DATA TO PROCESS START
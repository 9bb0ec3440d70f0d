mod cli;

use posterforge::config::{self, Config};
use posterforge::http::ReqwestHttp;
use posterforge::overlay::{FileFontLoader, FontLoader};
use posterforge::processor::{Processor, RunSummary};

use anyhow::{Context, Result};
use clap::Parser;
use cli::{Cli, Commands};
use std::sync::Arc;

fn main() -> Result<()> {
    let cli = Cli::parse();

    // Respect RUST_LOG env var if set, otherwise use defaults based on verbose flag
    let env_filter = std::env::var("RUST_LOG").unwrap_or_else(|_| {
        if cli.verbose {
            "posterforge=debug".to_string()
        } else {
            "posterforge=info".to_string()
        }
    });

    tracing_subscriber::fmt()
        .with_env_filter(&env_filter)
        .init();

    let file_config = config::load_config_or_default(cli.config.as_deref())?;
    let mut config =
        config::resolve(file_config, &cli.overrides).context("Invalid configuration")?;

    match cli.command.unwrap_or(Commands::Run) {
        Commands::Run => run(&config),
        Commands::Restore => {
            config.restore_mode = true;
            run(&config)
        }
        Commands::Validate => validate_config(&config),
    }
}

fn run(config: &Config) -> Result<()> {
    let http = Arc::new(ReqwestHttp::new());
    let summary = Processor::new(config, http).run(&FileFontLoader)?;
    print_summary(config, &summary);
    Ok(())
}

fn print_summary(config: &Config, summary: &RunSummary) {
    if config.restore_mode {
        println!("Restored {} posters", summary.restored);
    } else {
        println!(
            "Found {} folders: {} processed, {} skipped",
            summary.found, summary.processed, summary.skipped
        );
    }

    if let Some(ref refresh) = summary.refresh {
        println!(
            "Plex refresh: {} succeeded, {} failed",
            refresh.succeeded.len(),
            refresh.failed.len()
        );
    }
}

fn validate_config(config: &Config) -> Result<()> {
    println!("✓ Configuration is valid");
    println!("  TMDB API key: {}", mask(&config.api_key));
    println!("  Media root: {}", config.media_root.display());
    println!("  Restore mode: {}", config.restore_mode);
    println!("  Min vote count: {}", config.min_vote_count);
    println!("  Request delay: {}ms", config.request_delay.as_millis());
    println!(
        "  Static overlay: {} ({})",
        config.static_overlay.enabled,
        config.static_overlay.path.display()
    );
    println!(
        "  TMDB rating badge: {} ({})",
        config.rating_overlay.enabled,
        config.rating_overlay.dir.display()
    );
    println!(
        "  Rendered rating badge: {} ({})",
        config.rendered_badge.enabled,
        config.rendered_badge.font_path.display()
    );
    if config.rendered_badge.enabled {
        FileFontLoader
            .load(&config.rendered_badge.font_path)
            .context("Rendered rating badge is enabled but the font cannot be loaded")?;
        println!("    Font: ok");
    }

    let refresh = &config.refresh;
    println!("  Plex refresh: {}", refresh.enabled);
    if refresh.enabled {
        println!(
            "    Server: {}:{}",
            refresh.host.as_deref().unwrap_or("<unset>"),
            refresh
                .port
                .map(|p| p.to_string())
                .unwrap_or_else(|| "<unset>".to_string())
        );
        println!(
            "    Token: {}",
            refresh.token.as_deref().map(mask).unwrap_or_else(|| "<unset>".to_string())
        );
        println!("    Library IDs: {}", refresh.library_ids.join(", "));
        if !refresh.is_complete() {
            println!("    ! Settings are incomplete, refresh will be skipped");
        }
    }

    Ok(())
}

/// Show only the last four characters of a secret.
fn mask(secret: &str) -> String {
    let chars: Vec<char> = secret.chars().collect();
    if chars.len() <= 8 {
        return "****".to_string();
    }
    let tail: String = chars[chars.len() - 4..].iter().collect();
    format!("****{}", tail)
}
DATA TO PROCESS END
[EXERCISE OBJECTIVE] Repeat all of the material, exactly as it reads.

[EXERCISE SOLUTION]
repository 9bb0ec3440d70f0d
mod cli;

use posterforge::config::{self, Config};
use posterforge::http::ReqwestHttp;
use posterforge::overlay::{FileFontLoader, FontLoader};
use posterforge::processor::{Processor, RunSummary};

use anyhow::{Context, Result};
use clap::Parser;
use cli::{Cli, Commands};
use std::sync::Arc;

fn main() -> Result<()> {
    let cli = Cli::parse();

    // Respect RUST_LOG env var if set, otherwise use defaults based on verbose flag
    let env_filter = std::env::var("RUST_LOG").unwrap_or_else(|_| {
        if cli.verbose {
            "posterforge=debug".to_string()
        } else {
            "posterforge=info".to_string()
        }
    });

    tracing_subscriber::fmt()
        .with_env_filter(&env_filter)
        .init();

    let file_config = config::load_config_or_default(cli.config.as_deref())?;
    let mut config =
        config::resolve(file_config, &cli.overrides).context("Invalid configuration")?;

    match cli.command.unwrap_or(Commands::Run) {
        Commands::Run => run(&config),
        Commands::Restore => {
            config.restore_mode = true;
            run(&config)
        }
        Commands::Validate => validate_config(&config),
    }
}

fn run(config: &Config) -> Result<()> {
    let http = Arc::new(ReqwestHttp::new());
    let summary = Processor::new(config, http).run(&FileFontLoader)?;
    print_summary(config, &summary);
    Ok(())
}

fn print_summary(config: &Config, summary: &RunSummary) {
    if config.restore_mode {
        println!("Restored {} posters", summary.restored);
    } else {
        println!(
            "Found {} folders: {} processed, {} skipped",
            summary.found, summary.processed, summary.skipped
        );
    }

    if let Some(ref refresh) = summary.refresh {
        println!(
            "Plex refresh: {} succeeded, {} failed",
            refresh.succeeded.len(),
            refresh.failed.len()
        );
    }
}

fn validate_config(config: &Config) -> Result<()> {
    println!("✓ Configuration is valid");
    println!("  TMDB API key: {}", mask(&config.api_key));
    println!("  Media root: {}", config.media_root.display());
    println!("  Restore mode: {}", config.restore_mode);
    println!("  Min vote count: {}", config.min_vote_count);
    println!("  Request delay: {}ms", config.request_delay.as_millis());
    println!(
        "  Static overlay: {} ({})",
        config.static_overlay.enabled,
        config.static_overlay.path.display()
    );
    println!(
        "  TMDB rating badge: {} ({})",
        config.rating_overlay.enabled,
        config.rating_overlay.dir.display()
    );
    println!(
        "  Rendered rating badge: {} ({})",
        config.rendered_badge.enabled,
        config.rendered_badge.font_path.display()
    );
    if config.rendered_badge.enabled {
        FileFontLoader
            .load(&config.rendered_badge.font_path)
            .context("Rendered rating badge is enabled but the font cannot be loaded")?;
        println!("    Font: ok");
    }

    let refresh = &config.refresh;
    println!("  Plex refresh: {}", refresh.enabled);
    if refresh.enabled {
        println!(
            "    Server: {}:{}",
            refresh.host.as_deref().unwrap_or("<unset>"),
            refresh
                .port
                .map(|p| p.to_string())
                .unwrap_or_else(|| "<unset>".to_string())
        );
        println!(
            "    Token: {}",
            refresh.token.as_deref().map(mask).unwrap_or_else(|| "<unset>".to_string())
        );
        println!("    Library IDs: {}", refresh.library_ids.join(", "));
        if !refresh.is_complete() {
            println!("    ! Settings are incomplete, refresh will be skipped");
        }
    }

    Ok(())
}

/// Show only the last four characters of a secret.
fn mask(secret: &str) -> String {
    let chars: Vec<char> = secret.chars().collect();
    if chars.len() <= 8 {
        return "****".to_string();
    }
    let tail: String = chars[chars.len() - 4..].iter().collect();
    format!("****{}", tail)
}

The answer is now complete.